Ни первое, ни второе из этих осложняющих поиск МП обстоятельств мы, похоже, изменить не в состоянии. Остается задуматься над тем, каким образом возможна модель МП, которая не исходила бы из задачи построения иерархии акторов политического действия.
ANT – смиренный бунт против иерархий
Конечно, «смиренный бунт» – это оксиморон, который призван подчеркнуть здесь реальную скромность результатов, которых достигли сторонники «сетевого подхода» в попытках свержения идолов иерархии. Речь не идет о том, чтобы подвергнуть сомнению плодотворность АСТ («акторно-сетевой теории»): она фактически является даже не теорией, а целым семейством подходов с богатой историей и весомыми достижениями. Речь идет лишь об отдельном и конкретном вопросе: насколько успешно в дискурсах ANT удалось преодолеть иерархическую парадигму?
С 30-х и до 70-х годов XX века, когда понятия «ткань», «сеть» или «паутина отношений» стали широко применяться для описания социальной жизни, ими метафорически означались практики интеракций, взаимных влияний и взаимодействий между людьми и их группами. Плотность, текстура social network (социальных сетей) или webs (паутины отношений) Якобом Морено или Куртом Левиным моделируются топологически, применением математической теории графов. Люди представлены вершинами графов (Т. Ньюкомб называет их «операторами»), их отношения – ребрами. Такую, к примеру, «карту» философских традиций Р. Коллинз строит как топологическую схему личных знакомств философов.
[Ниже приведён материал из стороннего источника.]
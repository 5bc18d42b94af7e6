//! Integration tests for backend startup and teardown through the supervisor
//!
//! The backend is stood in for by small system commands (`sleep`, `false`) and
//! the health endpoint by the fake service.

#![cfg(unix)]

mod common;

use anyhow::Result;
use camino::Utf8PathBuf;
use candlescope::services::{BackendLauncher, DirectKill, Readiness, platform_terminator};
use candlescope::{ClosePolicy, Settings, Supervisor, SupervisorPhase, WindowHost};
use common::{FakeResponse, FakeService, unused_base_url};
use serde_json::json;
use tempfile::TempDir;

/// Host whose window closes as soon as it is shown
#[derive(Default)]
struct HeadlessHost {
    windows: usize,
}

impl WindowHost for HeadlessHost {
    type Window = ();

    fn create_window(&mut self) -> Result<()> {
        self.windows += 1;
        Ok(())
    }

    fn run_window(&mut self, _window: &()) -> Result<()> {
        Ok(())
    }
}

fn supervisor_for(
    dir: &TempDir,
    api_url: String,
    interpreter: &str,
    script: &str,
) -> Supervisor<HeadlessHost> {
    let settings = Settings {
        api_url,
        backend_dir: Utf8PathBuf::try_from(dir.path().to_path_buf()).unwrap(),
        backend_interpreter: Some(interpreter.to_string()),
        backend_script: script.to_string(),
        ready_timeout_secs: 1,
        ready_poll_interval_ms: 50,
        ..Settings::default()
    };

    Supervisor::new(
        BackendLauncher::from_settings(&settings).unwrap(),
        platform_terminator(),
        HeadlessHost::default(),
        ClosePolicy::Quit,
    )
}

#[tokio::test]
async fn test_backend_ready_when_health_answers() {
    let health = FakeService::start(FakeResponse::json(200, json!({ "status": "healthy" }))).await;
    let dir = TempDir::new().unwrap();
    let mut supervisor = supervisor_for(&dir, health.base_url().to_string(), "sleep", "30");

    supervisor.launch_backend();
    assert!(supervisor.has_backend());

    let readiness = supervisor.await_backend_ready().await;
    assert!(matches!(readiness, Some(Readiness::Ready(_))), "{:?}", readiness);

    let check = &health.requests()[0];
    assert_eq!(check.method, "GET");
    assert_eq!(check.path, "/health");

    supervisor.create_window().unwrap();
    supervisor.run().unwrap();
    assert!(!supervisor.has_backend());
    assert_eq!(supervisor.phase(), SupervisorPhase::Stopped);
}

#[tokio::test]
async fn test_backend_exit_before_ready() {
    let dir = TempDir::new().unwrap();
    let mut supervisor = supervisor_for(&dir, unused_base_url().await, "false", "main.py");

    supervisor.launch_backend();
    let readiness = supervisor.await_backend_ready().await;

    assert!(
        matches!(readiness, Some(Readiness::Exited(Some(code))) if code != 0),
        "{:?}",
        readiness
    );

    // Window creation still proceeds
    supervisor.create_window().unwrap();
    assert_eq!(supervisor.phase(), SupervisorPhase::Running);
}

#[tokio::test]
async fn test_readiness_window_elapses() {
    let dir = TempDir::new().unwrap();
    let mut supervisor = supervisor_for(&dir, unused_base_url().await, "sleep", "30");

    supervisor.launch_backend();
    let readiness = supervisor.await_backend_ready().await;

    assert!(matches!(readiness, Some(Readiness::TimedOut(_))), "{:?}", readiness);

    supervisor.terminate();
    assert!(!supervisor.has_backend());
}

#[tokio::test]
async fn test_missing_interpreter_is_not_fatal() {
    let dir = TempDir::new().unwrap();
    let mut supervisor = supervisor_for(
        &dir,
        unused_base_url().await,
        "candlescope-no-such-interpreter",
        "main.py",
    );

    supervisor.launch_backend();
    assert!(!supervisor.has_backend());
    assert!(supervisor.await_backend_ready().await.is_none());

    supervisor.create_window().unwrap();
    supervisor.run().unwrap();
    assert_eq!(supervisor.host().windows, 1);
    assert_eq!(supervisor.phase(), SupervisorPhase::Stopped);
}

#[test]
fn test_direct_kill_is_available_as_fallback() {
    use candlescope::services::ProcessTerminator;
    assert_eq!(DirectKill.name(), "direct");
}
fn main() {
    slint_build::compile("ui/app_window.slint").expect("Slint build failed");
}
С тех пор узлы network так и остались представленными действующими акторами – индивидами, группами, организациями. Именно они определяют вершины графов и изучаются посредством складывающихся между ними отношений. Естественно, нелепо игнорировать масштаб акторов, их мощь и силу. Взаимный или относительный «вес» или «ранг» разных акторов определен на модели уже числом ребер, сходящихся к той или иной вершине. Но наделить рангом – это и значит выстроить иерархию!
Поэтому претензии М. Кастельса и его многочисленных сторонников на то, что в современных обществах сетевые принципы устроения якобы вытесняют прежние, традиционно основанные на иерархиях, скорее фиксируют робкий тренд, выражают лишь надежду. Этот тренд за пределами социологических штудий оставался почти незаметным. Он мало на что влиял вплоть до появления сетевых информационных технологий, которые весьма кстати дополнили технологии сетевого маркетинга. Успешность IT и транснациональных корпоративных сетей в сочетании с плодотворностью сетевых моделей социальных отношений трактуется в том якобы позитивном смысле, что капиталистический способ производства к XXI веку привел к информационной, сетевой и глобальной экономике, и что АСТ – «самая масштабная попытка осмысления сегодняшнего состояния и путей развития человеческой цивилизации» [6, с. 84].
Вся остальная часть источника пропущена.